Sur ces paroles réconfortantes, il me fit sortir de son cabinet, me fit payer la consultation, et me laissa seul avec mes interrogations. Je doutais de la justesse de son diagnostic et encore plus des moyens indiqués pour guérir. J’achetai cependant un gros feutre, qui tenait bien dans la main et rayait d’un geste dégagé la vitre qui se présentait devant lui.
Pendant plusieurs jours tout fut calme. Lorsque je passais devant un miroir, mon double ne pipait mot, ne bougeait pas plus que je ne bougeais, ne me disais rien dans ma tête. Un mois s’écoula pendant lequel, du moins les premiers jours, je me promenais le feutre à la main, prêt à m’en servir si celui-ci dérogeait à ses obligations. Puis, comme un mousquetaire son épée, je le portai à la taille, logé dans un petit étui que j’avais acheté dans une papeterie et qui s’enfilait à la ceinture. Je m’étais entraîné à dégainer en un temps record. Trois secondes et quelques centièmes. Mais à quoi tout ceci pourrait me servir si mon double restait sagement collé au miroir, reproduisant fidèlement mes propres mouvements ?

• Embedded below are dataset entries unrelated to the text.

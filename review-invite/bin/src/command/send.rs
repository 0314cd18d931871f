use std::{
    io::{self, Write},
    process,
};

use review_invite_notification::{
    InvitationRequest, Notification, NotificationClient, NotificationSender, SenderConfig,
    SmtpPassword,
};
use snafu::ResultExt;

use crate::{
    cli::SendArgs,
    config::Config,
    error::{self, Result},
    project::PROGRAM_NAME,
    shadow::{BRANCH, PKG_VERSION, SHORT_COMMIT},
};

/// Send one review invitation
pub fn run_send(config: Config, args: &SendArgs) -> Result<()> {
    let Config { log, mut smtp } = config;

    log.init().context(error::InitializeLoggerSnafu)?;

    tracing::info!(
        "{PROGRAM_NAME} {PKG_VERSION} ({BRANCH}@{SHORT_COMMIT}) is starting, pid: {}",
        process::id()
    );

    if let Some(password) = &args.smtp_password {
        tracing::debug!("Using SMTP password from the command line or environment");
        smtp.sender_password = SmtpPassword::new(password.as_str());
    }

    let connector = smtp.connector();
    let sender_config = SenderConfig::from(smtp);
    tracing::info!(
        host = %sender_config.smtp_host,
        port = sender_config.smtp_port,
        destination = %sender_config.destination_address,
        "Sending review invitation"
    );
    let sender = NotificationSender::with_connector(sender_config, connector);

    let notification = Notification::ReviewInvitation(InvitationRequest::new(
        args.recipient_email.as_str(),
        args.recipient_name.as_str(),
        args.reference_id.as_str(),
    ));

    let delivery = match sender.send_notification(&notification) {
        Ok(delivery) => delivery,
        Err(err) => {
            tracing::error!(kind = %err.kind(), error = %err, "Failed to send review invitation");
            return Err(err.into());
        }
    };

    tracing::info!(message_id = %delivery.message_id, "Review invitation sent");
    writeln!(io::stdout(), "{}", delivery.message_id).context(error::WriteStdoutSnafu)
}
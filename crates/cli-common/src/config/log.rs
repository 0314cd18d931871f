use std::{
    convert::Infallible,
    fmt::{self, Display, Formatter},
    fs::OpenOptions,
    path::PathBuf,
    str::FromStr,
};

use serde::{Deserialize, Serialize};
use serde_with::{serde_as, DisplayFromStr};
use tracing_subscriber::{
    fmt::format::FmtSpan,
    layer::SubscriberExt,
    registry::LookupSpan,
    util::{SubscriberInitExt, TryInitError},
    Layer,
};

// SAFETY: Configuration file needs many bools.
#[allow(clippy::struct_excessive_bools)]
#[serde_as]
#[derive(Clone, Debug, Deserialize, Eq, PartialEq, Serialize)]
pub struct LogConfig {
    #[serde(default = "LogConfig::default_file_path")]
    pub file_path: Option<PathBuf>,

    #[serde(default = "LogConfig::default_emit_journald")]
    pub emit_journald: bool,

    #[serde(default = "LogConfig::default_emit_stdout")]
    pub emit_stdout: bool,

    #[serde(default = "LogConfig::default_emit_stderr")]
    pub emit_stderr: bool,

    #[serde(default = "LogConfig::default_log_filters")]
    pub log_filters: String,

    #[serde(default = "LogConfig::default_log_formatter")]
    #[serde_as(as = "DisplayFromStr")]
    pub formatter: LogFormatter,

    // Display how long each SMTP step took
    #[serde(default = "LogConfig::default_show_fn_latency")]
    pub show_fn_latency: bool,
}

impl Default for LogConfig {
    fn default() -> Self {
        Self {
            file_path: Self::default_file_path(),
            emit_journald: Self::default_emit_journald(),
            emit_stdout: Self::default_emit_stdout(),
            emit_stderr: Self::default_emit_stderr(),
            log_filters: Self::default_log_filters(),
            formatter: Self::default_log_formatter(),
            show_fn_latency: Self::default_show_fn_latency(),
        }
    }
}

impl LogConfig {
    #[inline]
    #[must_use]
    pub fn default_log_filters() -> String { "info,review_invite_notification=info".to_string() }

    #[inline]
    #[must_use]
    pub const fn default_file_path() -> Option<PathBuf> { None }

    #[inline]
    #[must_use]
    pub const fn default_emit_journald() -> bool { false }

    // stdout carries command output, logs go to stderr
    #[inline]
    #[must_use]
    pub const fn default_emit_stdout() -> bool { false }

    #[inline]
    #[must_use]
    pub const fn default_emit_stderr() -> bool { true }

    #[inline]
    #[must_use]
    pub const fn default_log_formatter() -> LogFormatter { LogFormatter::Pretty }

    #[inline]
    #[must_use]
    pub const fn default_show_fn_latency() -> bool { false }

    /// Installs the global `tracing` subscriber described by this config.
    ///
    /// # Errors
    ///
    /// Returns an error if a global subscriber is already installed.
    pub fn init(&self) -> Result<(), TryInitError> {
        let Self {
            emit_journald,
            file_path,
            emit_stdout,
            emit_stderr,
            log_filters,
            formatter,
            show_fn_latency,
        } = self;

        let filter_layer = tracing_subscriber::filter::EnvFilter::new(log_filters.as_str());

        // Display span latency in logs, for example:
        // `send close, time.busy: 37.5µs, time.idle: 2.01s`.
        let fmt_span = if *show_fn_latency { FmtSpan::CLOSE } else { FmtSpan::NONE };

        tracing_subscriber::registry()
            .with(filter_layer)
            .with(emit_journald.then(|| LogDriver::Journald.layer(fmt_span.clone())))
            .with(
                file_path
                    .clone()
                    .map(|path| LogDriver::File(path, *formatter).layer(fmt_span.clone())),
            )
            .with(emit_stdout.then(|| LogDriver::Stdout(*formatter).layer(fmt_span.clone())))
            .with(emit_stderr.then(|| LogDriver::Stderr(*formatter).layer(fmt_span)))
            .try_init()
    }
}

#[derive(Clone, Debug)]
enum LogDriver {
    Stdout(LogFormatter),
    Stderr(LogFormatter),
    Journald,
    File(PathBuf, LogFormatter),
}

impl LogDriver {
    #[allow(clippy::type_repetition_in_bounds)]
    fn layer<S>(self, span_events: FmtSpan) -> Option<Box<dyn Layer<S> + Send + Sync + 'static>>
    where
        S: tracing::Subscriber,
        for<'a> S: LookupSpan<'a>,
    {
        // Shared configuration regardless of where logs are output to.
        let fmt = tracing_subscriber::fmt::layer().with_target(true).with_span_events(span_events);

        match self {
            Self::Stdout(formatter) => match formatter {
                LogFormatter::Pretty => Some(fmt.with_writer(std::io::stdout).pretty().boxed()),
                LogFormatter::Compact => Some(fmt.with_writer(std::io::stdout).compact().boxed()),
                LogFormatter::Json => {
                    Some(fmt.with_writer(std::io::stdout).json().flatten_event(true).boxed())
                }
            },
            Self::Stderr(formatter) => match formatter {
                LogFormatter::Pretty => Some(fmt.with_writer(std::io::stderr).pretty().boxed()),
                LogFormatter::Compact => Some(fmt.with_writer(std::io::stderr).compact().boxed()),
                LogFormatter::Json => {
                    Some(fmt.with_writer(std::io::stderr).json().flatten_event(true).boxed())
                }
            },
            Self::File(path, formatter) => {
                let file = OpenOptions::new().create(true).append(true).open(path).ok()?;
                let fmt = fmt.with_ansi(false).with_writer(file);
                match formatter {
                    LogFormatter::Pretty => Some(fmt.pretty().boxed()),
                    LogFormatter::Compact => Some(fmt.compact().boxed()),
                    LogFormatter::Json => Some(fmt.json().flatten_event(true).boxed()),
                }
            }
            Self::Journald => Some(tracing_journald::layer().ok()?.boxed()),
        }
    }
}

#[derive(Clone, Copy, Debug, Deserialize, Eq, PartialEq, Serialize)]
pub enum LogFormatter {
    Pretty,
    Compact,
    Json,
}

impl FromStr for LogFormatter {
    type Err = Infallible;

    fn from_str(s: &str) -> Result<Self, Self::Err> {
        match s.to_lowercase().as_str() {
            "json" => Ok(Self::Json),
            "compact" => Ok(Self::Compact),
            _ => Ok(Self::Pretty),
        }
    }
}

impl Display for LogFormatter {
    fn fmt(&self, f: &mut Formatter<'_>) -> fmt::Result {
        match self {
            Self::Pretty => write!(f, "pretty"),
            Self::Compact => write!(f, "compact"),
            Self::Json => write!(f, "json"),
        }
    }
}
use review_invite_notification::ErrorKind;
use snafu::Snafu;

use crate::config;

/// Result type alias for the CLI.
pub type Result<T, E = Error> = std::result::Result<T, E>;

/// Error type for the CLI.
#[derive(Debug, Snafu)]
#[snafu(visibility(pub))]
pub enum Error {
    #[snafu(display("{source}"))]
    Notification { source: review_invite_notification::Error },

    #[snafu(display("{source}"))]
    Config { source: config::Error },

    #[snafu(display("Could not initialize logger, error: {source}"))]
    InitializeLogger { source: tracing_subscriber::util::TryInitError },

    #[snafu(display("Could not write to stdout, error: {source}"))]
    WriteStdout { source: std::io::Error },
}

impl From<config::Error> for Error {
    fn from(source: config::Error) -> Self { Self::Config { source } }
}

impl From<review_invite_notification::Error> for Error {
    fn from(source: review_invite_notification::Error) -> Self { Self::Notification { source } }
}

pub trait CommandError {
    fn exit_code(&self) -> exitcode::ExitCode;
}

impl CommandError for Error {
    fn exit_code(&self) -> exitcode::ExitCode {
        match self {
            Self::Notification { source } => match source.kind() {
                ErrorKind::Compose => exitcode::DATAERR,
                ErrorKind::Connect | ErrorKind::Transmit | ErrorKind::Close => {
                    exitcode::UNAVAILABLE
                }
                ErrorKind::Authenticate => exitcode::NOPERM,
            },
            Self::Config { .. } => exitcode::CONFIG,
            Self::InitializeLogger { .. } => exitcode::SOFTWARE,
            Self::WriteStdout { .. } => exitcode::IOERR,
        }
    }
}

Sans m’en rendre compte, j’en étais venu à considérer mon double comme un autre moi-même, indépendant, ayant sa propre volonté. Il me jouait depuis longtemps des tours en me faisant croire qu’il n’était qu’un simple reflet, mais je l’avais démasqué. Il montrait sa véritable nature, tellement différente de ce qu’on peut attendre d’un simple vis-à-vis dans une glace. Aussi me posai-je la question : peut-on vivre sans son image ? Apparemment anodine, cette question finit par m’obséder. Il y avait peut-être un danger à vouloir combattre mon double et encore plus mes doubles. Ils pourraient se révolter et partir loin de moi. Que deviendrais-je alors ? Que verrais-je dans la glace lorsque je me regarderais ? Je n’osai en faire part à mon psychologue. Il m’avait sans doute pris pour un malade ou quelqu’un qui voulait se moquer de lui. Lorsque cela était possible, j’évitais de passer devant un miroir. Je faisais un détour ou encore je me tournais délibérément de l’autre côté de façon à éviter toute confrontation. Seuls les lieux où se trouvaient des miroirs face à face m’obligeait à me confronter à la réalité. Ceux-ci étaient cependant assez rares, aussi vécus-je pendant un certain temps sans être spécialement inquiété. J’avais pris l’habitude me raser sans me regarder dans une glace. Cela avait cependant quelques inconvénients. Je découvrais certains jours des poils ayant échappé au rasoir et qui s’étaient allongés pour me façonner une sorte de barbe très clairsemée. Je les coupais au fur et à mesure de leur détection, mais ils en revenaient toujours.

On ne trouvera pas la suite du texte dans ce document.